È solo a 40 anni che si avvicina alla politica attiva: nel turbinio della "Milano da bere" craxiana, da anni vicino a Gianni De Michelis, si candida con il Psi.

Poi, dopo Mani pulite, cambia più volte "casacca": prima aderisce ad Alleanza Democratica, da cui nel 1994 fuoriesce per seguire Mario Segni e il suo "Patto".

Eletto deputato nello stesso anno nelle liste del movimento fondato dal politico sardo, è pronto per un nuovo "salto": crea la Fondazione liberaldemocratica e vota la fiducia al primo governo Berlusconi, di cui diviene ministro delle Finanze.

Da quel momento la sua carriera politica resta legata a doppio filo alle alterne fortune del "Cavaliere nero".

Più che un braccio destro, Tremonti è il suo moderno Colbert, ricoprendo l'incarico di ministro dell'Economia e delle Finanze nel secondo (2001-2004), terzo (2005-2006) e quarto (2008-2011) Esecutivo guidato dal cav.

Abbassamento delle tasse per le imprese, abolizione delle imposte sulle successioni, misure protezionistiche, ma anche condoni. Questi ultimi li accetta a malincuore, perché - come afferma - "in Sudamerica il condono fiscale si fa dopo il golpe.
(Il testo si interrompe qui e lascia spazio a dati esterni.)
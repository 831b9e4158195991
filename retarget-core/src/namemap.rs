//! Bone-name translation between the mocap vendor skeleton and the target
//! skeleton convention.
//!
//! The table is a pure, order-independent lookup. `~` is the lateral
//! placeholder: on the mocap side it expands to the words `Left`/`Right`
//! (and the `.L`/`.R` suffix spellings), on the target side to the `l`/`r`
//! suffix. Several candidate spellings may resolve to one destination name;
//! the first bone present on the skeleton wins and unmatched candidates are
//! skipped silently.

use crate::skeleton::Armature;

/// Lateral placeholder marker in table entries.
const SIDE_MARK: char = '~';

/// Mocap-side pattern ↔ target-side pattern.
pub const BONE_MAP: &[(&str, &str)] = &[
    ("Root", "root"),
    ("Hips", "pelvis"),
    ("Spine", "spine_01"),
    ("Spine1", "spine_02"),
    ("Spine2", "spine_03"),
    ("~Shoulder", "clavicle_~"),
    ("~Arm", "upperarm_~"),
    ("~ForeArm", "lowerarm_~"),
    ("~Hand", "hand_~"),
    ("Neck1", "neck_01"),
    ("Neck", "neck_01"),
    ("Head", "head"),
    ("~UpLeg", "thigh_~"),
    ("~Leg", "calf_~"),
    ("~Foot", "foot_~"),
    ("~HandIndex1", "index_01_~"),
    ("~HandIndex2", "index_02_~"),
    ("~HandIndex3", "index_03_~"),
    ("~HandMiddle1", "middle_01_~"),
    ("~HandMiddle2", "middle_02_~"),
    ("~HandMiddle3", "middle_03_~"),
    ("~HandPinky1", "pinky_01_~"),
    ("~HandPinky2", "pinky_02_~"),
    ("~HandPinky3", "pinky_03_~"),
    ("~HandRing1", "ring_01_~"),
    ("~HandRing2", "ring_02_~"),
    ("~HandRing3", "ring_03_~"),
    ("~HandThumb1", "thumb_01_~"),
    ("~HandThumb2", "thumb_02_~"),
    ("~HandThumb3", "thumb_03_~"),
    ("~ToeBase", "ball_~"),
    ("~Wrist", "wrist_~"),
];

/// Strip a namespace prefix from a name: keep only the suffix after the
/// last `:` or `_` separator. Names without a separator pass through
/// unchanged. Idempotent.
pub fn strip_namespace(name: &str) -> &str {
    match name.rfind([':', '_']) {
        Some(i) => &name[i + 1..],
        None => name,
    }
}

/// Strip namespaces from every bone of an armature and from the armature
/// name itself.
pub fn strip_namespaces(armature: &mut Armature) {
    for i in 0..armature.skeleton.len() {
        let stripped = strip_namespace(&armature.skeleton.bone(i).name).to_string();
        armature.rename_bone(i, &stripped);
    }
    armature.name = strip_namespace(&armature.name).to_string();
}

/// Rename the first bone found among `candidates` to `dst`.
fn rename_first(armature: &mut Armature, candidates: &[&str], dst: &str) {
    for candidate in candidates {
        if let Some(index) = armature.skeleton.index_of(candidate) {
            if !armature.rename_bone(index, dst) {
                tracing::debug!("skipping rename {candidate} -> {dst}: name already taken");
            }
            return;
        }
    }
}

/// Rename an armature's bones from mocap-vendor names to target names.
///
/// Lateralized entries try the bare stem, the `.L`/`.R` suffix spelling and
/// the full `Left`/`Right` word, in that order (left side first).
pub fn rename_to_target(armature: &mut Armature) {
    strip_namespaces(armature);
    for (mocap, target) in BONE_MAP {
        if mocap.contains(SIDE_MARK) {
            let stem = mocap.trim_start_matches(SIDE_MARK);
            let src = mocap.replace(SIDE_MARK, "Left");
            let dst = target.replace(SIDE_MARK, "l");
            rename_first(armature, &[stem, &format!("{stem}.L"), &src], &dst);
            let src = mocap.replace(SIDE_MARK, "Right");
            let dst = target.replace(SIDE_MARK, "r");
            rename_first(armature, &[stem, &format!("{stem}.R"), &src], &dst);
        } else {
            rename_first(armature, &[mocap], target);
        }
    }
}

/// Rename an armature's bones from target names back to mocap-vendor names.
///
/// No namespace stripping here: target-style names embed `_l`/`_01`
/// suffixes that the separator scan would eat.
pub fn rename_to_source(armature: &mut Armature) {
    for (mocap, target) in BONE_MAP {
        if target.contains(SIDE_MARK) {
            let src = target.replace(SIDE_MARK, "l");
            let dst = mocap.replace(SIDE_MARK, "Left");
            rename_first(armature, &[&src], &dst);
            let src = target.replace(SIDE_MARK, "r");
            let dst = mocap.replace(SIDE_MARK, "Right");
            rename_first(armature, &[&src], &dst);
        } else {
            rename_first(armature, &[target], mocap);
        }
    }
}

#[cfg(test)]
mod tests {
    use super::*;
    use crate::skeleton::{Bone, Skeleton};
    use crate::transform::Transform;

    fn armature_with_bones(names: &[&str]) -> Armature {
        let bones = names
            .iter()
            .map(|n| Bone::new(*n, None, Transform::IDENTITY))
            .collect();
        Armature::new("Armature", Skeleton::from_bones(bones).unwrap())
    }

    #[test]
    fn test_strip_namespace() {
        assert_eq!(strip_namespace("mixamorig:Hips"), "Hips");
        assert_eq!(strip_namespace("mixamorig_Hips"), "Hips");
        assert_eq!(strip_namespace("NoNamespace"), "NoNamespace");
    }

    #[test]
    fn test_strip_namespace_idempotent() {
        for name in ["mixamorig:Hips", "a_b_c", "Hips", ""] {
            let once = strip_namespace(name);
            assert_eq!(strip_namespace(once), once);
        }
    }

    #[test]
    fn test_literal_rename() {
        let mut armature = armature_with_bones(&["Hips", "Spine", "Head"]);
        rename_to_target(&mut armature);
        assert!(armature.skeleton.index_of("pelvis").is_some());
        assert!(armature.skeleton.index_of("spine_01").is_some());
        assert!(armature.skeleton.index_of("head").is_some());
        assert!(armature.skeleton.index_of("Hips").is_none());
    }

    #[test]
    fn test_lateral_word_marker() {
        let mut armature = armature_with_bones(&["LeftArm", "RightArm"]);
        rename_to_target(&mut armature);
        assert!(armature.skeleton.index_of("upperarm_l").is_some());
        assert!(armature.skeleton.index_of("upperarm_r").is_some());
    }

    #[test]
    fn test_lateral_suffix_marker() {
        let mut armature = armature_with_bones(&["Arm.L", "Arm.R"]);
        rename_to_target(&mut armature);
        assert!(armature.skeleton.index_of("upperarm_l").is_some());
        assert!(armature.skeleton.index_of("upperarm_r").is_some());
    }

    #[test]
    fn test_namespaced_lateral_bone() {
        let mut armature = armature_with_bones(&["mixamorig:LeftForeArm"]);
        rename_to_target(&mut armature);
        assert!(armature.skeleton.index_of("lowerarm_l").is_some());
    }

    #[test]
    fn test_first_candidate_present_wins() {
        // the bare stem outranks the explicit left spelling
        let mut armature = armature_with_bones(&["Arm", "LeftArm"]);
        rename_to_target(&mut armature);
        assert_eq!(armature.skeleton.bone(0).name, "upperarm_l");
        assert_eq!(armature.skeleton.bone(1).name, "LeftArm");
    }

    #[test]
    fn test_unmatched_candidates_skipped() {
        let mut armature = armature_with_bones(&["SomethingElse"]);
        rename_to_target(&mut armature);
        assert!(armature.skeleton.index_of("SomethingElse").is_some());
    }

    #[test]
    fn test_literal_roundtrip() {
        for (src, _dst) in BONE_MAP {
            if src.contains('~') {
                continue;
            }
            let mut armature = armature_with_bones(&[src]);
            rename_to_target(&mut armature);
            rename_to_source(&mut armature);
            // Neck1 and Neck both map to neck_01; the reverse direction
            // restores the first table entry, which normalizes to a valid
            // source spelling.
            let restored = &armature.skeleton.bone(0).name;
            let normalized = strip_namespace(restored);
            assert!(
                BONE_MAP.iter().any(|(s, _)| s.trim_start_matches('~') == normalized
                    || *s == normalized),
                "round-trip of {src} produced {restored}"
            );
        }
    }
}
In Italia lo si fa prima delle elezioni, ma mutando i fattori il prodotto non cambia: il condono è comunque una forma di prelievo fuorilegge".

La sua "missione" termina nel novembre 2011 con le dimissioni di Berlusconi, il governo tecnico di Mario Monti e la fondazione - nell'anno successivo - del movimento (rimasto sconosciuto ai più) "Lista Lavoro e Libertà per la Patria".

LE PHYSIQUE DU RÔLE - Non è stata solo questa "lunga fedeltà" al presidente del Consiglio più bersagliato da comici ad assicurargli un posto tra gli imitati illustri.

Corrado Guzzanti imita Tremonti
Corrado Guzzanti imita Tremonti
Corrado Guzzanti imita Tremonti

Tremonti ha avuto il privilegio di essere tra i personaggi di Corrado Guzzanti: il tono stridulo della sua voce e la pronuncia di una "erre" che suona come una "v" facevano di lui un perfetto bersaglio della satira.

Nella parodia magistrale del comico romano lui, in pantaloncini corti - incredibilmente somigliante all'originale - impreca, cercando di far tornare i conti del bilancio pubblico giocando "con il fuoco" alle slot-machine.

Oppure in giacca e cravatta litiga con una calcolatrice, alle prese con improbabili "tagli orizzontali".

Al centro di tutti quegli sketch, oltre al suo corpo e la sua parlata, c'è il "pessimo" rapporto con l'euro, una moneta che - secondo Tremonti-Guzzanti - "non si riesce nemmeno a pronunciare".

L'USCITA DI SCENA - Dopo il lunghissimo capitolo della carriera al fianco di Berlusconi, più recentemente il tributarista conclude la sua ultima legislatura lo scorso anno come senatore fra le file della Lega prima e del gruppo Grandi Autonomie e Libertà poi.

Decide di non ricandidarsi alle ultime politiche del 4 marzo 2018, quelle dell'exploit del Carroccio di Matteo Salvini.

Si ritaglia il ruolo di maître à penser - alla Link Campus University di Malta e alla presidenza del think-tank Aspen Institute Italia - senza trascurare quello più redditizio di consulente di grandi imprese del Paese.

"Odiato" dagli economisti, che continua ad attaccare, nell'era di Trump continua a predicare fedelmente le sue idee protezionistiche, supportando - tra le altre battaglie - la proposta di una web-tax e la necessità di regolamentare in modo più rigido l’attività dei cosiddetti giganti del web.

E ancora: nel 2017, a sette anni da quella frase, per lui mai pronunciata - "Con la cultura non si mangia" - arriva quasi a rivendicarla, con un libro, firmato a quattro mani con Vittorio Sgarbi, intitolato, guarda caso, "Rinascimento. Con la cultura (non) si mangia". Quasi un manifesto per un movimento, o un partito, mai sbocciato.

Ora, è certo: quella frase non lo abbandonerà mai.